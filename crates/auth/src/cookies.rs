//! Session cookie construction.

use axum::http::{HeaderMap, Uri};
use axum_extra::extract::cookie::{Cookie, SameSite};

const FORWARDED_PROTO: &str = "x-forwarded-proto";

/// Whether the request reached us over https, directly or through a proxy
/// that set `X-Forwarded-Proto`.
pub fn is_secure_request(headers: &HeaderMap, uri: &Uri) -> bool {
    if uri.scheme_str() == Some("https") {
        return true;
    }

    headers
        .get_all(FORWARDED_PROTO)
        .iter()
        .filter_map(|value| value.to_str().ok())
        .flat_map(|value| value.split(','))
        .any(|proto| proto.trim().eq_ignore_ascii_case("https"))
}

/// Builds the session cookie carrying `token`.
pub fn session_cookie(
    name: &str,
    token: String,
    secure: bool,
    max_age: std::time::Duration,
) -> Cookie<'static> {
    let max_age = time::Duration::try_from(max_age).unwrap_or(time::Duration::MAX);

    Cookie::build((name.to_string(), token))
        .http_only(true)
        .path("/")
        .same_site(SameSite::None)
        .secure(secure)
        .max_age(max_age)
        .build()
}

/// Builds a cookie that makes the browser drop the session cookie.
pub fn clear_session_cookie(name: &str, secure: bool) -> Cookie<'static> {
    Cookie::build((name.to_string(), ""))
        .http_only(true)
        .path("/")
        .same_site(SameSite::None)
        .secure(secure)
        .max_age(time::Duration::seconds(-1))
        .build()
}
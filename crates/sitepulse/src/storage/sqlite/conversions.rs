//! Row decoding helpers shared by the SQLite repositories.

use chrono::{DateTime, Utc};
use sitepulse_core::storage::{RepositoryError, Result};
use sqlx::{sqlite::SqliteRow, Row};

use super::error::map_sqlx_error;

/// Reads an RFC 3339 text column as a UTC timestamp.
pub fn parse_timestamp(
    row: &SqliteRow,
    column: &str,
    entity_type: &'static str,
) -> Result<DateTime<Utc>> {
    let raw: String = row
        .try_get(column)
        .map_err(|e| map_sqlx_error(e, entity_type))?;

    DateTime::parse_from_rfc3339(&raw)
        .map(|dt| dt.with_timezone(&Utc))
        .map_err(|e| RepositoryError::Serialization(format!("{entity_type}.{column}: {e}")))
}

/// Reads a column, mapping decode failures.
pub fn column<'r, T>(row: &'r SqliteRow, column: &str, entity_type: &'static str) -> Result<T>
where
    T: sqlx::Decode<'r, sqlx::Sqlite> + sqlx::Type<sqlx::Sqlite>,
{
    row.try_get(column)
        .map_err(|e| map_sqlx_error(e, entity_type))
}
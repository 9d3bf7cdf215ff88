//! Storage backends.

mod db;
pub mod sqlite;

pub use db::Database;

#[cfg(test)]
pub(crate) use db::memory_database;
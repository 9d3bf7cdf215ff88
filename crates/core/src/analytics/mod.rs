//! Visitor analytics: tracking payloads, report rows and the pure
//! aggregation steps the reports are built from.

mod functions;
mod traits;
mod types;

pub use functions::{
    bucket_durations, engagement_milestones, utm_performance, visitor_split,
    TIME_ON_PAGE_BUCKETS,
};
pub use traits::AnalyticsRepository;
pub use types::{
    BrowserCount, DeviceCount, EngagementMilestone, HeatmapPoint, MetadataCount, NewEvent,
    NewHeatmapPoint, NewPageview, NewVisitorSession, PathViews, Summary, TimeOnPageBucket,
    UtmPerformance, VisitorSession, VisitorSplit, EVENT_RETURNING_VISITOR, EVENT_TIME_MILESTONE,
    EVENT_UTM_TRACKING,
};
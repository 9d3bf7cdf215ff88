//! Pure types for request-scoped context.

use sitepulse_core::users::User;
use uuid::Uuid;

/// Unique identifier for a request, used for tracing and logging.
#[derive(Debug, Clone, Copy, PartialEq, Eq, Hash)]
pub struct RequestId(Uuid);

impl RequestId {
    /// A fresh random id.
    pub fn generate() -> Self {
        Self(Uuid::new_v4())
    }
}

impl std::str::FromStr for RequestId {
    type Err = uuid::Error;

    fn from_str(s: &str) -> Result<Self, Self::Err> {
        Uuid::parse_str(s.trim()).map(Self)
    }
}

impl std::fmt::Display for RequestId {
    fn fmt(&self, f: &mut std::fmt::Formatter<'_>) -> std::fmt::Result {
        std::fmt::Display::fmt(&self.0, f)
    }
}

/// Request-scoped context available to all handlers.
///
/// Either anonymous or carrying the resolved user; never shared between
/// requests.
#[derive(Debug, Clone)]
pub struct RequestContext {
    /// Authenticated user (None if anonymous).
    pub user: Option<User>,
    /// Unique request identifier for tracing.
    pub request_id: RequestId,
}

impl RequestContext {
    pub fn user_id(&self) -> Option<i64> {
        self.user.as_ref().map(|user| user.id)
    }
}
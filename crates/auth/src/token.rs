//! Signed session tokens.
//!
//! Tokens are compact JWTs signed with HS256 under the configured secret.
//! Verification never fails loudly: anything wrong with a token yields `None`.

use chrono::{Duration, Utc};
use jsonwebtoken::{decode, encode, Algorithm, DecodingKey, EncodingKey, Header, Validation};
use serde::{Deserialize, Serialize};
use sitepulse_core::auth::{is_non_empty, SessionPayload};

use crate::config::AuthConfig;
use crate::error::AuthError;

const ALGORITHM: Algorithm = Algorithm::HS256;

#[derive(Debug, Serialize, Deserialize)]
#[serde(rename_all = "camelCase")]
struct SessionClaims {
    open_id: String,
    app_id: String,
    name: String,
    exp: i64,
}

/// Signs and verifies session tokens.
#[derive(Clone)]
pub struct TokenCodec {
    app_id: String,
    encoding_key: EncodingKey,
    decoding_key: DecodingKey,
    validation: Validation,
}

impl TokenCodec {
    pub fn new(secret: &str, app_id: impl Into<String>) -> Self {
        let mut validation = Validation::new(ALGORITHM);
        validation.leeway = 0;

        Self {
            app_id: app_id.into(),
            encoding_key: EncodingKey::from_secret(secret.as_bytes()),
            decoding_key: DecodingKey::from_secret(secret.as_bytes()),
            validation,
        }
    }

    pub fn from_config(config: &AuthConfig) -> Self {
        Self::new(&config.session_secret, config.app_id.clone())
    }

    /// Creates a session token for `open_id` under the configured app id.
    pub fn create_session_token(
        &self,
        open_id: &str,
        name: &str,
        ttl: Duration,
    ) -> Result<String, AuthError> {
        let payload = SessionPayload {
            open_id: open_id.to_string(),
            app_id: self.app_id.clone(),
            name: name.to_string(),
        };
        self.sign(&payload, ttl)
    }

    /// Signs `payload`, expiring `ttl` from now.
    pub fn sign(&self, payload: &SessionPayload, ttl: Duration) -> Result<String, AuthError> {
        let expires_at_ms = Utc::now().timestamp_millis() + ttl.num_milliseconds();
        let claims = SessionClaims {
            open_id: payload.open_id.clone(),
            app_id: payload.app_id.clone(),
            name: payload.name.clone(),
            exp: expires_at_ms.div_euclid(1000),
        };

        encode(&Header::new(ALGORITHM), &claims, &self.encoding_key)
            .map_err(|e| AuthError::Token(e.to_string()))
    }

    /// Verifies a token, returning its payload when it is well-formed,
    /// correctly signed, unexpired and carries non-empty `openId` and `appId`.
    pub fn verify(&self, token: Option<&str>) -> Option<SessionPayload> {
        let Some(token) = token.filter(|t| !t.is_empty()) else {
            tracing::warn!("Missing session cookie");
            return None;
        };

        let claims = match decode::<SessionClaims>(token, &self.decoding_key, &self.validation) {
            Ok(data) => data.claims,
            Err(e) => {
                tracing::warn!(error = %e, "Session verification failed");
                return None;
            }
        };

        if claims.exp <= Utc::now().timestamp() {
            tracing::warn!("Session token expired");
            return None;
        }

        if !is_non_empty(&claims.open_id) || !is_non_empty(&claims.app_id) {
            tracing::warn!("Session payload missing required fields");
            return None;
        }

        Some(SessionPayload {
            open_id: claims.open_id,
            app_id: claims.app_id,
            name: claims.name,
        })
    }
}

================

**Problem to work on**
Using the material above, report each line where "SessionPayload" occurs.

**Answer for this exercise**
use sitepulse_core::auth::{is_non_empty, SessionPayload};
        let payload = SessionPayload {
    pub fn sign(&self, payload: &SessionPayload, ttl: Duration) -> Result<String, AuthError> {
    pub fn verify(&self, token: Option<&str>) -> Option<SessionPayload> {
        Some(SessionPayload {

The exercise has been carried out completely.